INPUT RECORDS:
=== Begin Enclosure ===
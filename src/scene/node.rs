//! Source node paths and categories.

use std::fmt;

use serde::{Deserialize, Serialize};

/// Separator between node path components.
pub const NODE_SEPARATOR: char = '|';

/// Full path of a source node (`|group1|pCube1|pCubeShape1`).
///
/// The world (scene root) is the empty path.
#[derive(Clone, Debug, Default, PartialEq, Eq, Hash, PartialOrd, Ord, Serialize, Deserialize)]
#[serde(from = "String", into = "String")]
pub struct NodePath(String);

impl NodePath {
    /// The scene root.
    pub fn world() -> Self {
        Self(String::new())
    }

    /// Normalize a path: one leading separator, no trailing separator.
    pub fn new(path: &str) -> Self {
        let body = path.trim_matches(NODE_SEPARATOR);
        if body.is_empty() {
            return Self::world();
        }
        Self(format!("{}{}", NODE_SEPARATOR, body))
    }

    /// Check for the scene root.
    #[inline]
    pub fn is_world(&self) -> bool {
        self.0.is_empty()
    }

    /// Path as a string slice.
    #[inline]
    pub fn as_str(&self) -> &str {
        &self.0
    }

    /// Path components, top-most first.
    pub fn components(&self) -> impl Iterator<Item = &str> {
        self.0.split(NODE_SEPARATOR).filter(|c| !c.is_empty())
    }

    /// Number of components; the world has 0.
    pub fn length(&self) -> usize {
        self.components().count()
    }

    /// Leaf name, empty for the world.
    pub fn name(&self) -> &str {
        match self.0.rfind(NODE_SEPARATOR) {
            Some(i) => &self.0[i + 1..],
            None => "",
        }
    }

    /// Parent path; the world is its own parent.
    pub fn parent(&self) -> NodePath {
        match self.0.rfind(NODE_SEPARATOR) {
            Some(0) | None => Self::world(),
            Some(i) => Self(self.0[..i].to_string()),
        }
    }

    /// Child path.
    pub fn child(&self, name: &str) -> NodePath {
        Self(format!("{}{}{}", self.0, NODE_SEPARATOR, name))
    }

    /// Strict ancestor test. The world is an ancestor of every other node.
    pub fn is_ancestor_of(&self, other: &NodePath) -> bool {
        if self.is_world() {
            return !other.is_world();
        }
        other.0.len() > self.0.len()
            && other.0.starts_with(&self.0)
            && other.0.as_bytes()[self.0.len()] == NODE_SEPARATOR as u8
    }

    /// Ancestor-or-self test.
    pub fn is_ancestor_or_self(&self, other: &NodePath) -> bool {
        self == other || self.is_ancestor_of(other)
    }
}

impl From<String> for NodePath {
    fn from(s: String) -> Self {
        Self::new(&s)
    }
}

impl From<&str> for NodePath {
    fn from(s: &str) -> Self {
        Self::new(s)
    }
}

impl From<NodePath> for String {
    fn from(p: NodePath) -> Self {
        p.0
    }
}

impl fmt::Display for NodePath {
    fn fmt(&self, f: &mut fmt::Formatter<'_>) -> fmt::Result {
        f.write_str(&self.0)
    }
}

/// Exportable category of a node, derived from its type.
#[derive(Clone, Copy, Debug, PartialEq, Eq, Hash)]
pub enum NodeCategory {
    Transform,
    Mesh,
    Camera,
    Light,
    /// Nested scene-description stage proxy.
    Stage,
    Other,
}

impl NodeCategory {
    /// Category of a node type name.
    pub fn from_type(node_type: &str) -> Self {
        match node_type {
            "transform" | "joint" => Self::Transform,
            "mesh" => Self::Mesh,
            "camera" => Self::Camera,
            "pointLight" | "directionalLight" | "spotLight" | "areaLight" | "ambientLight" => {
                Self::Light
            }
            "stage" | "proxyShape" => Self::Stage,
            _ => Self::Other,
        }
    }

    /// Shapes live below a transform and can merge into it.
    pub fn is_shape(&self) -> bool {
        matches!(self, Self::Mesh | Self::Camera | Self::Light | Self::Stage)
    }
}

#[cfg(test)]
mod tests {
    use super::*;

    #[test]
    fn test_normalize() {
        assert_eq!(NodePath::new("a|b|").as_str(), "|a|b");
        assert!(NodePath::new("|").is_world());
        assert_eq!(NodePath::new("|a|b").name(), "b");
        assert_eq!(NodePath::new("|a|b").parent(), NodePath::new("|a"));
        assert!(NodePath::new("|a").parent().is_world());
        assert_eq!(NodePath::world().child("a"), NodePath::new("|a"));
        assert_eq!(NodePath::new("|a|b").length(), 2);
    }

    #[test]
    fn test_ancestry() {
        let a = NodePath::new("|a");
        let ab = NodePath::new("|a|b");
        let ax = NodePath::new("|ax");
        assert!(a.is_ancestor_of(&ab));
        assert!(!ab.is_ancestor_of(&a));
        assert!(!a.is_ancestor_of(&ax));
        assert!(!a.is_ancestor_of(&a));
        assert!(a.is_ancestor_or_self(&a));
        assert!(NodePath::world().is_ancestor_of(&a));
    }

    #[test]
    fn test_serde() {
        let p: NodePath = serde_json::from_str("\"a|b\"").unwrap();
        assert_eq!(p, NodePath::new("|a|b"));
        assert_eq!(serde_json::to_string(&p).unwrap(), "\"|a|b\"");
    }
}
=== End Enclosure ===
Output every line of the listing word for word.

ANSWER AREA:
filename src/scene/node.rs
//! Source node paths and categories.

use std::fmt;

use serde::{Deserialize, Serialize};

/// Separator between node path components.
pub const NODE_SEPARATOR: char = '|';

/// Full path of a source node (`|group1|pCube1|pCubeShape1`).
///
/// The world (scene root) is the empty path.
#[derive(Clone, Debug, Default, PartialEq, Eq, Hash, PartialOrd, Ord, Serialize, Deserialize)]
#[serde(from = "String", into = "String")]
pub struct NodePath(String);

impl NodePath {
    /// The scene root.
    pub fn world() -> Self {
        Self(String::new())
    }

    /// Normalize a path: one leading separator, no trailing separator.
    pub fn new(path: &str) -> Self {
        let body = path.trim_matches(NODE_SEPARATOR);
        if body.is_empty() {
            return Self::world();
        }
        Self(format!("{}{}", NODE_SEPARATOR, body))
    }

    /// Check for the scene root.
    #[inline]
    pub fn is_world(&self) -> bool {
        self.0.is_empty()
    }

    /// Path as a string slice.
    #[inline]
    pub fn as_str(&self) -> &str {
        &self.0
    }

    /// Path components, top-most first.
    pub fn components(&self) -> impl Iterator<Item = &str> {
        self.0.split(NODE_SEPARATOR).filter(|c| !c.is_empty())
    }

    /// Number of components; the world has 0.
    pub fn length(&self) -> usize {
        self.components().count()
    }

    /// Leaf name, empty for the world.
    pub fn name(&self) -> &str {
        match self.0.rfind(NODE_SEPARATOR) {
            Some(i) => &self.0[i + 1..],
            None => "",
        }
    }

    /// Parent path; the world is its own parent.
    pub fn parent(&self) -> NodePath {
        match self.0.rfind(NODE_SEPARATOR) {
            Some(0) | None => Self::world(),
            Some(i) => Self(self.0[..i].to_string()),
        }
    }

    /// Child path.
    pub fn child(&self, name: &str) -> NodePath {
        Self(format!("{}{}{}", self.0, NODE_SEPARATOR, name))
    }

    /// Strict ancestor test. The world is an ancestor of every other node.
    pub fn is_ancestor_of(&self, other: &NodePath) -> bool {
        if self.is_world() {
            return !other.is_world();
        }
        other.0.len() > self.0.len()
            && other.0.starts_with(&self.0)
            && other.0.as_bytes()[self.0.len()] == NODE_SEPARATOR as u8
    }

    /// Ancestor-or-self test.
    pub fn is_ancestor_or_self(&self, other: &NodePath) -> bool {
        self == other || self.is_ancestor_of(other)
    }
}

impl From<String> for NodePath {
    fn from(s: String) -> Self {
        Self::new(&s)
    }
}

impl From<&str> for NodePath {
    fn from(s: &str) -> Self {
        Self::new(s)
    }
}

impl From<NodePath> for String {
    fn from(p: NodePath) -> Self {
        p.0
    }
}

impl fmt::Display for NodePath {
    fn fmt(&self, f: &mut fmt::Formatter<'_>) -> fmt::Result {
        f.write_str(&self.0)
    }
}

/// Exportable category of a node, derived from its type.
#[derive(Clone, Copy, Debug, PartialEq, Eq, Hash)]
pub enum NodeCategory {
    Transform,
    Mesh,
    Camera,
    Light,
    /// Nested scene-description stage proxy.
    Stage,
    Other,
}

impl NodeCategory {
    /// Category of a node type name.
    pub fn from_type(node_type: &str) -> Self {
        match node_type {
            "transform" | "joint" => Self::Transform,
            "mesh" => Self::Mesh,
            "camera" => Self::Camera,
            "pointLight" | "directionalLight" | "spotLight" | "areaLight" | "ambientLight" => {
                Self::Light
            }
            "stage" | "proxyShape" => Self::Stage,
            _ => Self::Other,
        }
    }

    /// Shapes live below a transform and can merge into it.
    pub fn is_shape(&self) -> bool {
        matches!(self, Self::Mesh | Self::Camera | Self::Light | Self::Stage)
    }
}

#[cfg(test)]
mod tests {
    use super::*;

    #[test]
    fn test_normalize() {
        assert_eq!(NodePath::new("a|b|").as_str(), "|a|b");
        assert!(NodePath::new("|").is_world());
        assert_eq!(NodePath::new("|a|b").name(), "b");
        assert_eq!(NodePath::new("|a|b").parent(), NodePath::new("|a"));
        assert!(NodePath::new("|a").parent().is_world());
        assert_eq!(NodePath::world().child("a"), NodePath::new("|a"));
        assert_eq!(NodePath::new("|a|b").length(), 2);
    }

    #[test]
    fn test_ancestry() {
        let a = NodePath::new("|a");
        let ab = NodePath::new("|a|b");
        let ax = NodePath::new("|ax");
        assert!(a.is_ancestor_of(&ab));
        assert!(!ab.is_ancestor_of(&a));
        assert!(!a.is_ancestor_of(&ax));
        assert!(!a.is_ancestor_of(&a));
        assert!(a.is_ancestor_or_self(&a));
        assert!(NodePath::world().is_ancestor_of(&a));
    }

    #[test]
    fn test_serde() {
        let p: NodePath = serde_json::from_str("\"a|b\"").unwrap();
        assert_eq!(p, NodePath::new("|a|b"));
        assert_eq!(serde_json::to_string(&p).unwrap(), "\"|a|b\"");
    }
}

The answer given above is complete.